By Mario Calhoun ; Updated July 27, 2017

Stomach acid is naturally produced by your body to break down food for proper digestion. Although essential for proper digestion, stomach acid can flow back into the esophagus and can cause acid reflux, heartburn and regurgitation. According to the Mayo Clinic, certain foods can relax the lower esophageal sphincter or increase stomach acid production. Occasional heartburn is common, but chronic burning in the upper chest and throat may indicate gastroesophageal reflux disease (GERD). Modifying your diet slightly by changing what you eat and the frequency of your eating can reduce the amount of acid your stomach produces, and reduce the risk of GERD.
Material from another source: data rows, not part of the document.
// SPDX-FileCopyrightText: 2026 Mnemon Contributors
// SPDX-License-Identifier: MIT OR Apache-2.0

//! Test harness building a full engine over a temp SQLite database with
//! mock capabilities. Each harness is isolated; tests are independent and
//! order-insensitive.

use std::sync::Arc;
use std::time::Duration;

use mnemon::MemoryEngine;
use mnemon_config::MnemonConfig;
use mnemon_core::error::MnemonError;
use mnemon_core::traits::ValidatorAdapter;
use mnemon_core::types::{Task, TaskState};
use mnemon_storage::Database;

use crate::mock_completion::MockCompletion;
use crate::mock_embedder::MockEmbedder;
use crate::mock_validator::AllowAllValidator;

/// A fully wired engine with handles to its mocks.
pub struct TestHarness {
    pub engine: MemoryEngine,
    pub completion: Arc<MockCompletion>,
    pub embedder: Arc<MockEmbedder>,
    _dir: tempfile::TempDir,
}

impl TestHarness {
    pub fn builder() -> TestHarnessBuilder {
        TestHarnessBuilder::new()
    }

    /// Polls a task until it reaches a terminal state.
    pub async fn wait_task(&self, task_id: &str) -> Task {
        for _ in 0..500 {
            if let Some(task) = self.engine.status(task_id).await {
                if matches!(task.state, TaskState::Completed | TaskState::Failed) {
                    return task;
                }
            }
            tokio::time::sleep(Duration::from_millis(10)).await;
        }
        panic!("task {task_id} did not reach a terminal state");
    }
}

/// Builder with test-friendly defaults: small embedding dimension, short
/// deadlines, a couple of workers.
pub struct TestHarnessBuilder {
    responses: Vec<String>,
    config: MnemonConfig,
    validator: Arc<dyn ValidatorAdapter>,
}

impl TestHarnessBuilder {
    pub fn new() -> Self {
        let mut config = MnemonConfig::default();
        config.embedding.dimensions = 32;
        config.tasks.workers = 2;
        config.tasks.chat_deadline_secs = 5;
        config.tasks.extract_deadline_secs = 5;
        config.tasks.summarize_deadline_secs = 5;
        config.tasks.insights_deadline_secs = 5;
        config.tasks.correct_deadline_secs = 5;
        Self {
            responses: Vec::new(),
            config,
            validator: Arc::new(AllowAllValidator),
        }
    }

    /// Queue completion responses, consumed FIFO across all prompts.
    pub fn with_mock_responses(mut self, responses: Vec<String>) -> Self {
        self.responses = responses;
        self
    }

    /// Replace the whole config.
    pub fn with_config(mut self, config: MnemonConfig) -> Self {
        self.config = config;
        self
    }

    /// Tweak the config in place.
    pub fn configure(mut self, f: impl FnOnce(&mut MnemonConfig)) -> Self {
        f(&mut self.config);
        self
    }

    /// Substitute the validator capability.
    pub fn with_validator(mut self, validator: Arc<dyn ValidatorAdapter>) -> Self {
        self.validator = validator;
        self
    }

    pub async fn build(self) -> Result<TestHarness, MnemonError> {
        let dir = tempfile::tempdir()
            .map_err(|e| MnemonError::fatal(format!("tempdir failed: {e}")))?;
        let db_path = dir.path().join("mnemon-test.db");
        let db = Database::open(db_path.to_str().expect("utf8 temp path")).await?;

        let completion = Arc::new(MockCompletion::with_responses(self.responses));
        let embedder = Arc::new(MockEmbedder::new(self.config.embedding.dimensions));

        let engine = MemoryEngine::from_parts(
            self.config,
            db,
            embedder.clone(),
            completion.clone(),
            self.validator,
        );
        Ok(TestHarness {
            engine,
            completion,
            embedder,
            _dir: dir,
        })
    }
}

impl Default for TestHarnessBuilder {
    fn default() -> Self {
        Self::new()
    }
}
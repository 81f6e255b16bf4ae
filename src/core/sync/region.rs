/*!
 * Shared Region
 *
 * A block of 32-bit atomic words that several agents reference at once.
 * Cloning a region is how it is handed to another agent; the memory lives
 * as long as any clone does.
 */

use super::word::AtomicWord;
use crate::core::errors::{SyncError, SyncResult};
use crate::core::limits::WORD_SIZE;
use std::fmt;
use std::sync::atomic::AtomicU32;
use std::sync::Arc;

struct RegionInner {
    words: Box<[AtomicU32]>,
    byte_len: usize,
}

/// Reference-counted shared memory region
///
/// The region is addressed in bytes, like the raw buffer another agent would
/// receive, but can only be touched a whole aligned word at a time. A
/// trailing partial word (when `byte_len` is not a multiple of 4) exists for
/// length bookkeeping only and can never be addressed.
#[derive(Clone)]
pub struct SharedRegion {
    inner: Arc<RegionInner>,
}

impl SharedRegion {
    /// Allocate a zero-filled region of `byte_len` bytes
    pub fn new(byte_len: usize) -> Self {
        let word_count = byte_len.div_ceil(WORD_SIZE);
        let words = (0..word_count).map(|_| AtomicU32::new(0)).collect();
        Self {
            inner: Arc::new(RegionInner { words, byte_len }),
        }
    }

    /// Allocate a region sized for `words` whole words
    pub fn with_words(words: usize) -> Self {
        Self::new(words * WORD_SIZE)
    }

    /// Length of the region in bytes
    #[inline]
    pub fn byte_len(&self) -> usize {
        self.inner.byte_len
    }

    /// Number of whole words that can be addressed
    #[inline]
    pub fn word_count(&self) -> usize {
        self.inner.byte_len / WORD_SIZE
    }

    /// Whether both handles refer to the same memory
    #[inline]
    pub fn ptr_eq(&self, other: &SharedRegion) -> bool {
        Arc::ptr_eq(&self.inner, &other.inner)
    }

    /// Validate that `words` words starting at `byte_offset` fit the region
    pub fn check_span(&self, byte_offset: usize, words: usize) -> SyncResult<()> {
        if byte_offset % WORD_SIZE != 0 {
            return Err(SyncError::NotAligned {
                offset: byte_offset,
            });
        }
        let required = words * WORD_SIZE;
        match byte_offset.checked_add(required) {
            Some(end) if end <= self.byte_len() => Ok(()),
            _ => Err(SyncError::OutOfRange {
                offset: byte_offset,
                required,
                length: self.byte_len(),
            }),
        }
    }

    /// Validated handle to the word at `byte_offset`
    pub fn word(&self, byte_offset: usize) -> SyncResult<AtomicWord> {
        self.check_span(byte_offset, 1)?;
        Ok(AtomicWord::new_unchecked(self.clone(), byte_offset / WORD_SIZE))
    }

    /// Word at `index`; callers have validated the span
    #[inline]
    pub(crate) fn cell(&self, index: usize) -> &AtomicU32 {
        &self.inner.words[index]
    }
}

impl fmt::Debug for SharedRegion {
    fn fmt(&self, f: &mut fmt::Formatter<'_>) -> fmt::Result {
        f.debug_struct("SharedRegion")
            .field("byte_len", &self.byte_len())
            .field("refs", &Arc::strong_count(&self.inner))
            .finish()
    }
}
Eat smaller meals and eat more slowly. By shrinking the size of your meals, your stomach has an easier time digesting food. An over-full stomach puts extra pressure on the esophageal sphincter, which increases the likelihood of reflux. Chewing food more completely eases digestion.

Eliminate foods from your diet, one at a time, which are frequently linked to stomach upset. These include highly acidic tomato-based foods as well as caffeine, alcohol, chocolate, spicy foods, carbonated beverages, onions, garlic and mint. Cut out fatty and fried foods which are difficult to digest.

Consult with your doctor about medications you are taking, including over-the-counter drugs and supplements. Many common medicines, as well as pregnancy, can bring on heartburn.

Try taking antacids, which neutralize stomach acid, before or after meals. H2 blockers such as Pepcid AC and Zantac reduce stomach acid, as do proton pump inhibitors like Prilosec OTC.

Raise the head of your bed about six inches (extra pillows don't work) if you experience reflux when lying down. You can place a wedge-shaped insert under your mattress or use books or bricks under the legs.


Smoking and obesity contribute to acid reflux. Smoking weakens the lower esophageal sphincter, which makes reflux more likely. Obesity adds to abdominal pressure which can force food back into the esophagus.


See your doctor if symptoms do not subside after trying dietary and lifestyle changes and over-the-counter remedies.

Seek immediate medical attention if your stomach distress is accompanied by: Vomiting of bloody or black material Stools that are black and tarry Crushing or squeezing sensation in your chest. Heart attacks are sometimes mistaken for heartburn.